> _ASSIGNMENT_
Write the records out once more, exactly as they appear below.

(LISTED RECORDS Opens)

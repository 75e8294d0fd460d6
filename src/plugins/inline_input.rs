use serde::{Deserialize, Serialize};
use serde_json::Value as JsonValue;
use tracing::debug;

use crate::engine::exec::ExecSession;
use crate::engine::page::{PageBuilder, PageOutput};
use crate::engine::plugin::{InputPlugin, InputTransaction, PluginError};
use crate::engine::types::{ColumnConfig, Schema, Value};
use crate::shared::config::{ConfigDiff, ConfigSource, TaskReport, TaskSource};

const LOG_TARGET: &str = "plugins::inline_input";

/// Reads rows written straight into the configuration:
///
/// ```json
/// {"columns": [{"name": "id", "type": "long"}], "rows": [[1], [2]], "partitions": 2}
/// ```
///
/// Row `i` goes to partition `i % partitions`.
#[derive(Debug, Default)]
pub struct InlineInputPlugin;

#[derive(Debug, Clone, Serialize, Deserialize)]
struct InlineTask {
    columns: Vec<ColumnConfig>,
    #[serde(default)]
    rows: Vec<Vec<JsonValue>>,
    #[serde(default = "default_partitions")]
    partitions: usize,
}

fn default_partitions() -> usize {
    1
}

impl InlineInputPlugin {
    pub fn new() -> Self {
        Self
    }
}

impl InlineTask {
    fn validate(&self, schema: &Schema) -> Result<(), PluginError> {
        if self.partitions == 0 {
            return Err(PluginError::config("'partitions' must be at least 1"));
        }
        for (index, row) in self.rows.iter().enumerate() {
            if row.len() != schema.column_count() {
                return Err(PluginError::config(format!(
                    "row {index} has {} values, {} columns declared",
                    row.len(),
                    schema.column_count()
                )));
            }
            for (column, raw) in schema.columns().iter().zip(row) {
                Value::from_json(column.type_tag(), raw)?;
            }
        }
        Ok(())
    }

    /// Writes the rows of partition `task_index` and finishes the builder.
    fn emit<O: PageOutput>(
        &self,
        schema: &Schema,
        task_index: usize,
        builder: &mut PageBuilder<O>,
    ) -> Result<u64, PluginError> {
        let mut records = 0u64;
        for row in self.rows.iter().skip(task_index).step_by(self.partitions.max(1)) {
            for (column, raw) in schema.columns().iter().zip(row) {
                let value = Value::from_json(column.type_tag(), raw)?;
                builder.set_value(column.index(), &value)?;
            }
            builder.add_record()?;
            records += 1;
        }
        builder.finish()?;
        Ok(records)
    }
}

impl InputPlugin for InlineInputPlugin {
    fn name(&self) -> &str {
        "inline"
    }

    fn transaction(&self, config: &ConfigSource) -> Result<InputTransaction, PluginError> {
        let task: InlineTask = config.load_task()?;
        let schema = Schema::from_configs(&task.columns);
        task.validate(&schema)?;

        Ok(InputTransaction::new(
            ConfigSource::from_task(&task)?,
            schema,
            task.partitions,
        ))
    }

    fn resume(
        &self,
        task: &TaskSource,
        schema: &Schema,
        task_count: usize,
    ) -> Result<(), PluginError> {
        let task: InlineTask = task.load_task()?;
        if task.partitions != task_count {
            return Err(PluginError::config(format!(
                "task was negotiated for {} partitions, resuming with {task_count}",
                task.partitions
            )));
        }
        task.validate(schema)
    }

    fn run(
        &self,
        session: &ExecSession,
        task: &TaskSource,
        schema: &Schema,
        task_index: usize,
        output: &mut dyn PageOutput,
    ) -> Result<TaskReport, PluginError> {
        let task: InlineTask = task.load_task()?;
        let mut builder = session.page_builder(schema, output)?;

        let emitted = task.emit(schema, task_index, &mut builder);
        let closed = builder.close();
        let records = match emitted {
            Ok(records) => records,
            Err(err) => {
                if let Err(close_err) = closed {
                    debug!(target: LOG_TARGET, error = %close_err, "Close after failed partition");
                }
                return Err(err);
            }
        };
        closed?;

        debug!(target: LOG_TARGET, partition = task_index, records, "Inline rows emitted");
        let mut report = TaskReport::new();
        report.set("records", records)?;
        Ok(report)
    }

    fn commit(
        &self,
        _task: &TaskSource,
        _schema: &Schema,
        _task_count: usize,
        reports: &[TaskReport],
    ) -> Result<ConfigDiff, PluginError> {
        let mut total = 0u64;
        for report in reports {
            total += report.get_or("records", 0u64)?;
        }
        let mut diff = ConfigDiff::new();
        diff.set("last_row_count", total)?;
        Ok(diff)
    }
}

(LISTED RECORDS Closes)

> _SOLUTION_
repository 75e8294d0fd460d6
filename src/plugins/inline_input.rs
use serde::{Deserialize, Serialize};
use serde_json::Value as JsonValue;
use tracing::debug;

use crate::engine::exec::ExecSession;
use crate::engine::page::{PageBuilder, PageOutput};
use crate::engine::plugin::{InputPlugin, InputTransaction, PluginError};
use crate::engine::types::{ColumnConfig, Schema, Value};
use crate::shared::config::{ConfigDiff, ConfigSource, TaskReport, TaskSource};

const LOG_TARGET: &str = "plugins::inline_input";

/// Reads rows written straight into the configuration:
///
/// ```json
/// {"columns": [{"name": "id", "type": "long"}], "rows": [[1], [2]], "partitions": 2}
/// ```
///
/// Row `i` goes to partition `i % partitions`.
#[derive(Debug, Default)]
pub struct InlineInputPlugin;

#[derive(Debug, Clone, Serialize, Deserialize)]
struct InlineTask {
    columns: Vec<ColumnConfig>,
    #[serde(default)]
    rows: Vec<Vec<JsonValue>>,
    #[serde(default = "default_partitions")]
    partitions: usize,
}

fn default_partitions() -> usize {
    1
}

impl InlineInputPlugin {
    pub fn new() -> Self {
        Self
    }
}

impl InlineTask {
    fn validate(&self, schema: &Schema) -> Result<(), PluginError> {
        if self.partitions == 0 {
            return Err(PluginError::config("'partitions' must be at least 1"));
        }
        for (index, row) in self.rows.iter().enumerate() {
            if row.len() != schema.column_count() {
                return Err(PluginError::config(format!(
                    "row {index} has {} values, {} columns declared",
                    row.len(),
                    schema.column_count()
                )));
            }
            for (column, raw) in schema.columns().iter().zip(row) {
                Value::from_json(column.type_tag(), raw)?;
            }
        }
        Ok(())
    }

    /// Writes the rows of partition `task_index` and finishes the builder.
    fn emit<O: PageOutput>(
        &self,
        schema: &Schema,
        task_index: usize,
        builder: &mut PageBuilder<O>,
    ) -> Result<u64, PluginError> {
        let mut records = 0u64;
        for row in self.rows.iter().skip(task_index).step_by(self.partitions.max(1)) {
            for (column, raw) in schema.columns().iter().zip(row) {
                let value = Value::from_json(column.type_tag(), raw)?;
                builder.set_value(column.index(), &value)?;
            }
            builder.add_record()?;
            records += 1;
        }
        builder.finish()?;
        Ok(records)
    }
}

impl InputPlugin for InlineInputPlugin {
    fn name(&self) -> &str {
        "inline"
    }

    fn transaction(&self, config: &ConfigSource) -> Result<InputTransaction, PluginError> {
        let task: InlineTask = config.load_task()?;
        let schema = Schema::from_configs(&task.columns);
        task.validate(&schema)?;

        Ok(InputTransaction::new(
            ConfigSource::from_task(&task)?,
            schema,
            task.partitions,
        ))
    }

    fn resume(
        &self,
        task: &TaskSource,
        schema: &Schema,
        task_count: usize,
    ) -> Result<(), PluginError> {
        let task: InlineTask = task.load_task()?;
        if task.partitions != task_count {
            return Err(PluginError::config(format!(
                "task was negotiated for {} partitions, resuming with {task_count}",
                task.partitions
            )));
        }
        task.validate(schema)
    }

    fn run(
        &self,
        session: &ExecSession,
        task: &TaskSource,
        schema: &Schema,
        task_index: usize,
        output: &mut dyn PageOutput,
    ) -> Result<TaskReport, PluginError> {
        let task: InlineTask = task.load_task()?;
        let mut builder = session.page_builder(schema, output)?;

        let emitted = task.emit(schema, task_index, &mut builder);
        let closed = builder.close();
        let records = match emitted {
            Ok(records) => records,
            Err(err) => {
                if let Err(close_err) = closed {
                    debug!(target: LOG_TARGET, error = %close_err, "Close after failed partition");
                }
                return Err(err);
            }
        };
        closed?;

        debug!(target: LOG_TARGET, partition = task_index, records, "Inline rows emitted");
        let mut report = TaskReport::new();
        report.set("records", records)?;
        Ok(report)
    }

    fn commit(
        &self,
        _task: &TaskSource,
        _schema: &Schema,
        _task_count: usize,
        reports: &[TaskReport],
    ) -> Result<ConfigDiff, PluginError> {
        let mut total = 0u64;
        for report in reports {
            total += report.get_or("records", 0u64)?;
        }
        let mut diff = ConfigDiff::new();
        diff.set("last_row_count", total)?;
        Ok(diff)
    }
}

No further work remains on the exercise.